Very informative thread!
I'm an Aikido beginner. Forgive any terminology faux-pas I may make in this post, and please correct my terminology so I may improve.

I was referred to this thread by Amir Krause whom I thank for such.
I had asked about the different "styles". I'm now better informed of the fact that there are really no "styles" but evolutions and offshoots.

Quote:
Lynn Seiser wrote: View Post
While I tend to see 1 Aikido from Osensei being taught with different emphasis by different organizations, I find it a waste of time and energy to attempt to talk someone out of their politics. Its just another form of competition. Let people believe what they want from their own training, education, and experience. Its not right/wrong, good/bad, its just different and thats okay. Not everyone has to agree with me.
As harmonious Aikidoka, is this not how one should approach the issue? I agree.

Jorge Garcia spoke of jurisdiction and authority; that's so true in today's internet information overload age and the motives of less-than-stellar-characters and dojos. It helps me make sense of this world of "fast-food" type TKD franchises and pay for rank testing MAs regardess of real skill.

Quote:
Mark Freeman wrote: View Post
the quality of your teacher and his/her teaching is far more important than the name of the organisation or the 'validity' that is given or not by a 'governing body'.
I have no negative thoughts regarding any other aikido 'group' as long as they uphold the spirit of O'Sensei's teaching.
Again. Thank-you for the insight. I Agree.
The spirit of Osensei's teachings are very important to me and what drew me to Aikido.
On the other hand, the fact that an instructor is affiliated with an accredited organization with a traceable pedigree gives a new, green practitioner like myself confidence in an art as deep (I don't pretend to know how deep) as Aikido which at first appears "soft" and unpracticle. But the examples of men such as on this site are inspiring; inner development.
I have taken other MAs in my quest and lack of spiritual content and rivalries between dojo's really turned me off.
Which brings about another newfound insight, thanks to these posts, into the competitiveness within Aikido circles which this thread respectfully digressed into.
It's a two edged sword to be sure because of the origins of Aikido in Budo and the martial spirit; It was born in the fire of competition and war; but perhaps Osensei (and the samurai who died over the centuries to perfect it all) did the competing for us and the world truly is evolving toward peace and the harnessing of aggression and ourselves. If Osensei said no competition in Aikido then I'll go with that and it makes perfect sense when one considers his vision. My experience with MAs competitions has been that it was a game of tag and it was the rules that one was actually competing against.

Quote:
Jorge Garcia wrote: View Post
I think almost everyone I have met at one time or another has had an attitude like that. It is human nature to believe we are attached to the best and to look a little down on our neighbor thus lifting ourselves up. It has to do with a desire to build our self identity.
It's a disease of the fallen soul and a part of even the best of us. The most we can do is to catch ourselves when we do it and to try and be as charitable as possible. A Sensei once told me that he was strictly taught by his Shihan never to criticize other instructors but when his Shihan was drunk, all he did was to criticize other instructors. Thankfully, when he was sober, he never did but deep in there, the criticism lived. The alcohol weakened his resolve not to criticize so it was revealed at those times. In a way, it is admirable that he would hold it back but revealing to know that it was still there.
That's great stuff, thanks. Makes me ponder "sincerity" which I think Aiki practioners have moreso than other MAs.
It also makes me meditate on the "dropping of ego" and "cleaning house spiritually" as eastern cultures are wont to do as opposed to the popular western view of ego being the main ingredient to success.
There are advantages to "I'm the best because I belong to......." and that's when it comes to team competition and war...it's a case of belonging to the best squad of the best platoon of the best company, etc. Gung-ho confidence. Food for thought for myself. When is pride o.k.? Hmmmm.

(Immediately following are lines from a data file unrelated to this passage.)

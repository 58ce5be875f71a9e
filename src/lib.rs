// Pipeline Graph - Core Library

pub mod change;
pub mod config;
pub mod edge;
pub mod editor;
pub mod error;
pub mod event;
pub mod id_generator;
pub mod node;
pub mod nullable;
pub mod seed;
pub mod serialization;
pub mod store;
pub mod validation;

// Re-export main types for convenience
pub use change::{ApplyReport, Change, ChangeApplier, Element, ElementRef};
pub use config::{EditorConfig, ExportSettings};
pub use edge::{Edge, EdgeId};
pub use editor::EditorController;
pub use error::{ElementKind, GraphError, RejectReason};
pub use event::{EventType, GraphEvent};
pub use node::{
    ArtifactDetail, ModuleDetail, Node, NodeData, NodeId, NodeKind, NodePayload, PackageCount,
    Position, ScriptDetail, StageDetail,
};
pub use nullable::Nullable;
pub use serialization::Document;
pub use store::GraphStore;
pub use validation::{ConnectionPolicy, ConnectionValidator, Verdict};
//! Sequential edge id generator
//! Produces ids like "e1", "e2", ... continuing after the highest
//! numbered id already in use, so generated ids never collide with
//! ids that came in through an import.

use crate::EdgeId;
use std::collections::HashSet;

const DEFAULT_PREFIX: &str = "e";

#[derive(Debug, Clone)]
pub struct IdGenerator {
    prefix: String,
    /// Counter for next ID; `None` once the numeric range above the
    /// highest existing id is used up
    counter: Option<u64>,
    /// Ids that must never be produced
    taken: HashSet<String>,
}

impl IdGenerator {
    pub fn new() -> Self {
        Self::with_prefix(DEFAULT_PREFIX)
    }

    pub fn with_prefix(prefix: impl Into<String>) -> Self {
        Self {
            prefix: prefix.into(),
            counter: Some(1),
            taken: HashSet::new(),
        }
    }

    /// Seed a generator from the ids currently in use
    pub fn from_existing_ids<'a>(existing: impl IntoIterator<Item = &'a EdgeId>) -> Self {
        let mut generator = Self::new();

        for id in existing {
            if let Some(n) = generator.decode(id.as_str()) {
                generator.counter = match (generator.counter, n.checked_add(1)) {
                    (Some(current), Some(after)) => Some(current.max(after)),
                    _ => None,
                };
            }
            generator.taken.insert(id.as_str().to_string());
        }

        generator
    }

    /// Generate the next ID
    pub fn next(&mut self) -> EdgeId {
        while let Some(n) = self.counter {
            self.counter = n.checked_add(1);
            if let Some(id) = self.claim(n) {
                return id;
            }
        }

        // Past u64::MAX: hand out the lowest free suffix instead
        let mut n: u64 = 1;
        loop {
            if let Some(id) = self.claim(n) {
                return id;
            }
            n += 1;
        }
    }

    fn claim(&mut self, n: u64) -> Option<EdgeId> {
        let candidate = self.encode(n);
        if self.taken.insert(candidate.clone()) {
            Some(EdgeId::new(candidate))
        } else {
            None
        }
    }

    fn encode(&self, n: u64) -> String {
        format!("{}{}", self.prefix, n)
    }

    /// Decode an ID back to its counter value
    fn decode(&self, id: &str) -> Option<u64> {
        let digits = id.strip_prefix(self.prefix.as_str())?;
        if digits.is_empty() || !digits.bytes().all(|b| b.is_ascii_digit()) {
            return None;
        }
        digits.parse().ok()
    }
}

impl Default for IdGenerator {
    fn default() -> Self {
        Self::new()
    }
}

#[cfg(test)]
mod tests {
    use super::*;

    #[test]
    fn test_basic_generation() {
        let mut gen = IdGenerator::new();
        assert_eq!(gen.next().as_str(), "e1");
        assert_eq!(gen.next().as_str(), "e2");
        assert_eq!(gen.next().as_str(), "e3");
    }

    #[test]
    fn test_continues_after_highest() {
        let existing = vec![EdgeId::from("e3"), EdgeId::from("e32"), EdgeId::from("custom")];
        let mut gen = IdGenerator::from_existing_ids(&existing);
        assert_eq!(gen.next().as_str(), "e33");
    }

    #[test]
    fn test_skips_taken_ids() {
        // "e007" decodes to 7 but is a different string from "e7"
        let existing = vec![EdgeId::from("e007"), EdgeId::from("e9")];
        let mut gen = IdGenerator::from_existing_ids(&existing);
        assert_eq!(gen.next().as_str(), "e10");

        let existing = vec![EdgeId::from("e1")];
        let mut gen = IdGenerator::from_existing_ids(&existing);
        gen.counter = Some(1);
        assert_eq!(gen.next().as_str(), "e2");
    }

    #[test]
    fn test_ignores_foreign_ids() {
        let existing = vec![EdgeId::from("edge"), EdgeId::from("e"), EdgeId::from("xy-edge__a-b")];
        let mut gen = IdGenerator::from_existing_ids(&existing);
        assert_eq!(gen.next().as_str(), "e1");
    }

    #[test]
    fn test_top_of_range_does_not_overflow() {
        let existing = vec![EdgeId::new(format!("e{}", u64::MAX - 1))];
        let mut gen = IdGenerator::from_existing_ids(&existing);
        assert_eq!(gen.next().as_str(), format!("e{}", u64::MAX));
        assert_eq!(gen.next().as_str(), "e1");
        assert_eq!(gen.next().as_str(), "e2");

        let existing = vec![
            EdgeId::new(format!("e{}", u64::MAX - 1)),
            EdgeId::new(format!("e{}", u64::MAX)),
            EdgeId::from("e1"),
        ];
        let mut gen = IdGenerator::from_existing_ids(&existing);
        assert_eq!(gen.next().as_str(), "e2");
    }
}
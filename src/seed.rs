//! The CtxOS build-pipeline architecture a new editing session opens with.
//!
//! Layers run left to right: core modules, build scripts, backend services,
//! repository management, frontends, pipeline orchestration, build artifacts,
//! infrastructure, release, deployment targets.

use crate::serialization::Document;
use crate::{Edge, Node, NodeKind, NodePayload, PackageCount, Position};

/// (id, kind, x, y, label, description, variant detail)
type NodeRow = (&'static str, NodeKind, f64, f64, &'static str, &'static str, &'static str);

const NODES: &[NodeRow] = &[
    // Core modules
    ("mod-core", NodeKind::Module, 50.0, 50.0, "Core Module", "Base system utilities", "15"),
    ("mod-desktop", NodeKind::Module, 50.0, 150.0, "Desktop Module", "GNOME environment", "8"),
    ("mod-tools", NodeKind::Module, 50.0, 250.0, "Tools Module", "Development tools", "12"),
    ("mod-branding", NodeKind::Module, 50.0, 350.0, "Branding Module", "OS identity & themes", "3"),
    ("mod-apt", NodeKind::Module, 50.0, 450.0, "APT Module", "Repository config", "2"),
    ("mod-software-center", NodeKind::Module, 50.0, 550.0, "Software Center", "Package manager UI", "1"),
    // Build scripts
    ("script-build-debs", NodeKind::Script, 350.0, 150.0, "build-debs.sh", "Build meta-packages", ".deb files"),
    ("script-software-center", NodeKind::Script, 350.0, 550.0, "make build-deb", "Build Software Center", "software-center.deb"),
    // Backend services
    ("service-dbus", NodeKind::Stage, 650.0, 50.0, "DBus Service", "org.ctxos.SoftwareCenter", "System Service"),
    ("service-polkit", NodeKind::Stage, 650.0, 180.0, "Polkit Policy", "Permission management", "Security Layer"),
    ("service-snapshot", NodeKind::Stage, 650.0, 310.0, "Snapshot Manager", "System restore & rollback", "Backup Service"),
    // Repository management
    ("script-repo", NodeKind::Script, 650.0, 440.0, "manage-repo.sh", "Aptly repository", "APT repo"),
    // Frontends
    ("frontend-gtk", NodeKind::Artifact, 950.0, 50.0, "GTK4 Frontend", "Native desktop UI", "Python/GTK"),
    ("frontend-webview", NodeKind::Artifact, 950.0, 180.0, "Webview Frontend", "Web-based UI", "HTML/JS"),
    // Pipeline orchestration
    ("stage-pipeline", NodeKind::Stage, 950.0, 350.0, "Pipeline Master", "Orchestrate full build", "Running"),
    // Build artifacts
    ("artifact-docker", NodeKind::Artifact, 1300.0, 100.0, "Docker Image", "ctxos-base:latest", "OCI"),
    ("artifact-iso", NodeKind::Artifact, 1300.0, 250.0, "Live ISO", "Bootable image", "ISO 9660"),
    ("artifact-repo", NodeKind::Artifact, 1300.0, 400.0, "APT Repository", "Published packages", "Aptly"),
    ("artifact-website", NodeKind::Artifact, 1300.0, 550.0, "Website", "Project showcase", "HTML/CSS"),
    // Infrastructure
    ("infra-mirror", NodeKind::Script, 1650.0, 100.0, "mirror-sync.sh", "Upstream sync", "Local mirrors"),
    ("infra-security", NodeKind::Script, 1650.0, 250.0, "security-audit.sh", "Package scanning", "Security report"),
    ("script-validate", NodeKind::Script, 1650.0, 400.0, "validate-artifacts.sh", "Health checks", "Report"),
    // Release
    ("stage-release", NodeKind::Stage, 2000.0, 250.0, "Release", "Tag & publish", "Ready"),
    // Deployment targets
    ("deploy-github", NodeKind::Artifact, 2350.0, 100.0, "GitHub Release", "Public distribution", "Git tag"),
    ("deploy-ci", NodeKind::Artifact, 2350.0, 250.0, "CI/CD Pipeline", "Automated builds", "GitHub Actions"),
    ("deploy-users", NodeKind::Artifact, 2350.0, 400.0, "End Users", "Installation & updates", "APT/ISO"),
];

const EDGES: &[(&str, &str)] = &[
    ("mod-core", "script-build-debs"),
    ("mod-desktop", "script-build-debs"),
    ("mod-tools", "script-build-debs"),
    ("mod-branding", "script-build-debs"),
    ("mod-apt", "script-build-debs"),
    ("mod-software-center", "script-software-center"),
    ("script-build-debs", "service-dbus"),
    ("script-software-center", "service-dbus"),
    ("service-dbus", "service-polkit"),
    ("service-polkit", "service-snapshot"),
    ("script-build-debs", "script-repo"),
    ("script-software-center", "script-repo"),
    ("service-snapshot", "script-repo"),
    ("service-dbus", "frontend-gtk"),
    ("service-dbus", "frontend-webview"),
    ("script-repo", "stage-pipeline"),
    ("frontend-gtk", "stage-pipeline"),
    ("frontend-webview", "stage-pipeline"),
    ("stage-pipeline", "artifact-docker"),
    ("stage-pipeline", "artifact-iso"),
    ("stage-pipeline", "artifact-repo"),
    ("stage-pipeline", "artifact-website"),
    ("artifact-docker", "infra-mirror"),
    ("artifact-iso", "infra-security"),
    ("artifact-repo", "script-validate"),
    ("artifact-website", "script-validate"),
    ("infra-mirror", "stage-release"),
    ("infra-security", "stage-release"),
    ("script-validate", "stage-release"),
    ("stage-release", "deploy-github"),
    ("stage-release", "deploy-ci"),
    ("stage-release", "deploy-users"),
];

fn payload(kind: NodeKind, label: &str, description: &str, detail: &str) -> NodePayload {
    let detail = detail.to_string();
    match kind {
        NodeKind::Module => NodePayload::module(label, description, Some(PackageCount::Text(detail))),
        NodeKind::Script => NodePayload::script(label, description, Some(detail)),
        NodeKind::Artifact => NodePayload::artifact(label, description, Some(detail)),
        NodeKind::Stage => NodePayload::stage(label, description, Some(detail)),
    }
}

/// The full architecture graph, edges numbered `e1`..`e32`
pub fn ctxos_architecture() -> Document {
    let nodes = NODES
        .iter()
        .map(|&(id, kind, x, y, label, description, detail)| {
            Node::new(id, payload(kind, label, description, detail), Position::new(x, y))
        })
        .collect();

    let edges = EDGES
        .iter()
        .enumerate()
        .map(|(i, &(from, to))| Edge::new(format!("e{}", i + 1), from, to))
        .collect();

    Document::new(nodes, edges)
}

"It is the philosophy that gives meaning to the method of training."

Jorge Garcia's signature....great stuff but I've been told otherwise by others on this site. Namely that I should concentrate on the simple techniques and the concepts will come later..I guess there's a case for both but I personally sifted through other MAs and eventually found Aikido because of the philosophy behind it.

Ron Tisdale
-----------------------
"The higher a monkey climbs, the more you see of his behind."
St. Bonaventure (ca. 1221-1274)

Just Great! Now I'm compelled to learn about St. Bonaventure because this quote is just awesome.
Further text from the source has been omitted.